BEGIN

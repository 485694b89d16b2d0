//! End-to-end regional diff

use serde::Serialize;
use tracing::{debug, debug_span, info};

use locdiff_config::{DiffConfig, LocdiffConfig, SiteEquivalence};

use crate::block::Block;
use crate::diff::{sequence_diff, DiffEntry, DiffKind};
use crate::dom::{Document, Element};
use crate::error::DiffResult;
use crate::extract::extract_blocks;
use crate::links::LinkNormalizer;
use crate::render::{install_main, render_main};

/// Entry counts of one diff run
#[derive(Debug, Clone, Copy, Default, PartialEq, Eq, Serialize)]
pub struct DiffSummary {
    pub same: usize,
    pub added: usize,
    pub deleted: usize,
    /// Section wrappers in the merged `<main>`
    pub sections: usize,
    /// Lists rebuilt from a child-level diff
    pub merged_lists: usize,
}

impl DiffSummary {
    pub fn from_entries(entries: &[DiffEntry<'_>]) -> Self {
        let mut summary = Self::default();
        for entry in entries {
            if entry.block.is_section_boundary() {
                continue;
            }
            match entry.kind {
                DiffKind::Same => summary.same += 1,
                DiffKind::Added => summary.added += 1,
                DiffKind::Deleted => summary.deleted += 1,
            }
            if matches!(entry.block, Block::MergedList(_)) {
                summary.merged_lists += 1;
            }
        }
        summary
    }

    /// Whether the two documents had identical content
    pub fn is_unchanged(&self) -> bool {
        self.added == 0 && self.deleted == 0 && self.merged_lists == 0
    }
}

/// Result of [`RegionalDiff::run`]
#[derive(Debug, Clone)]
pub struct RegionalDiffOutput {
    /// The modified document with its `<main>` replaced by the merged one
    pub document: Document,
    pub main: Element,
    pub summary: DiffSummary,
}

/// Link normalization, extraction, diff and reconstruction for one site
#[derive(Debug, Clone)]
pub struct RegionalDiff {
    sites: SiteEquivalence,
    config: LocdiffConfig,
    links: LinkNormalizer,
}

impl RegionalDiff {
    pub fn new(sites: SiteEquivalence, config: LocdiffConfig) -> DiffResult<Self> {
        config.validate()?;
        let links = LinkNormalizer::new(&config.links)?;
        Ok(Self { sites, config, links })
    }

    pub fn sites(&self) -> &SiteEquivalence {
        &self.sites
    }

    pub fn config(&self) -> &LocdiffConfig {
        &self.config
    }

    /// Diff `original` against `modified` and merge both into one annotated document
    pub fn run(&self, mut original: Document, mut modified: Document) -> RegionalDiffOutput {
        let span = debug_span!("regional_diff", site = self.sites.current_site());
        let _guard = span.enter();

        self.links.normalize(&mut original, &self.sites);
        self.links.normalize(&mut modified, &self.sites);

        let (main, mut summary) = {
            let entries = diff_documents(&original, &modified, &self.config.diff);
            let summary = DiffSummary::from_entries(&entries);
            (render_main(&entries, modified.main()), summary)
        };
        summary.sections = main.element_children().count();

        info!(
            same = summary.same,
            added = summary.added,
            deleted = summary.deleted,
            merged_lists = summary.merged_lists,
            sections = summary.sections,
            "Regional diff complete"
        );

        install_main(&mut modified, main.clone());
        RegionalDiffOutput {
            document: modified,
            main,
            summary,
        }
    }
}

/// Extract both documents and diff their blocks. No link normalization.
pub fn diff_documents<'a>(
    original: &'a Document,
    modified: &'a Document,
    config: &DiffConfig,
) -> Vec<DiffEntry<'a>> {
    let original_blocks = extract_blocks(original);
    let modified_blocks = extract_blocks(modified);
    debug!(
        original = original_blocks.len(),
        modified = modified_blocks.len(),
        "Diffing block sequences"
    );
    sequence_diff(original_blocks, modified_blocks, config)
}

END
BEGIN

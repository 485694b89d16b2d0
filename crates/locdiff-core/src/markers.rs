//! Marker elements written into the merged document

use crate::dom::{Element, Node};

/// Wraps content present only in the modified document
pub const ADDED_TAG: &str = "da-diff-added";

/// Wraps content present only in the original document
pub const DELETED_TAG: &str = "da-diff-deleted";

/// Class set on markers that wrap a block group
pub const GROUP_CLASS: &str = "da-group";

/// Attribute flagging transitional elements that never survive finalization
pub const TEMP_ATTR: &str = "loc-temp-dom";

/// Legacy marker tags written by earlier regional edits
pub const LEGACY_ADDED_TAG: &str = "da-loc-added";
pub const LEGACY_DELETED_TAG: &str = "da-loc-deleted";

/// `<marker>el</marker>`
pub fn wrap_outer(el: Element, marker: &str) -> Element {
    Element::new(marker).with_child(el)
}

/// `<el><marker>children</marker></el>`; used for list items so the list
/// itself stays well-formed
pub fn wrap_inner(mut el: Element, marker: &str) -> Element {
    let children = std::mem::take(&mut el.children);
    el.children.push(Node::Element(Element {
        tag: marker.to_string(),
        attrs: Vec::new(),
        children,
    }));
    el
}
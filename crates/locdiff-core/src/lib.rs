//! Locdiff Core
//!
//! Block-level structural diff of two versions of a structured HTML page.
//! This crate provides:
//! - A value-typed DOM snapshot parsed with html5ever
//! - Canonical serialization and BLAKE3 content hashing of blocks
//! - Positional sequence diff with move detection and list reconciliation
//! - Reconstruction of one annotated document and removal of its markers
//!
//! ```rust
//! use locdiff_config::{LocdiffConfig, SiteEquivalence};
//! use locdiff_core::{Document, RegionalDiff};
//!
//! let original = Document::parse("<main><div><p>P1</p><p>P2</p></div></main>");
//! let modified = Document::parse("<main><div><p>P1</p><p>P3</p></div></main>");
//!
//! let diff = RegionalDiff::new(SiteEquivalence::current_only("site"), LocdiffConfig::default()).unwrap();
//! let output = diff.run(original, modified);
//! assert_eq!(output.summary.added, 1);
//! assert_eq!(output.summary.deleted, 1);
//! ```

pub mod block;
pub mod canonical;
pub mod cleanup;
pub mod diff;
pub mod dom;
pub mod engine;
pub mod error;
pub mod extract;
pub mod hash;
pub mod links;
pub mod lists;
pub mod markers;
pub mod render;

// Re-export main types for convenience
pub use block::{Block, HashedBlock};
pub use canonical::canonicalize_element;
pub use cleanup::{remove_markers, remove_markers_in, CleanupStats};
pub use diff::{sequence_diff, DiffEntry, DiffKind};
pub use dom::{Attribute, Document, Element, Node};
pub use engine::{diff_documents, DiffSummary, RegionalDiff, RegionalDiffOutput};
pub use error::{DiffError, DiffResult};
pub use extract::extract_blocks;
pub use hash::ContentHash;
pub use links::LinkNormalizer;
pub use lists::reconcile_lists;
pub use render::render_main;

END

_Task statement_
Every line containing the string "annotated" is required; copy each such line from the data.

_Problem solution_
    /// Diff `original` against `modified` and merge both into one annotated document
//! - Reconstruction of one annotated document and removal of its markers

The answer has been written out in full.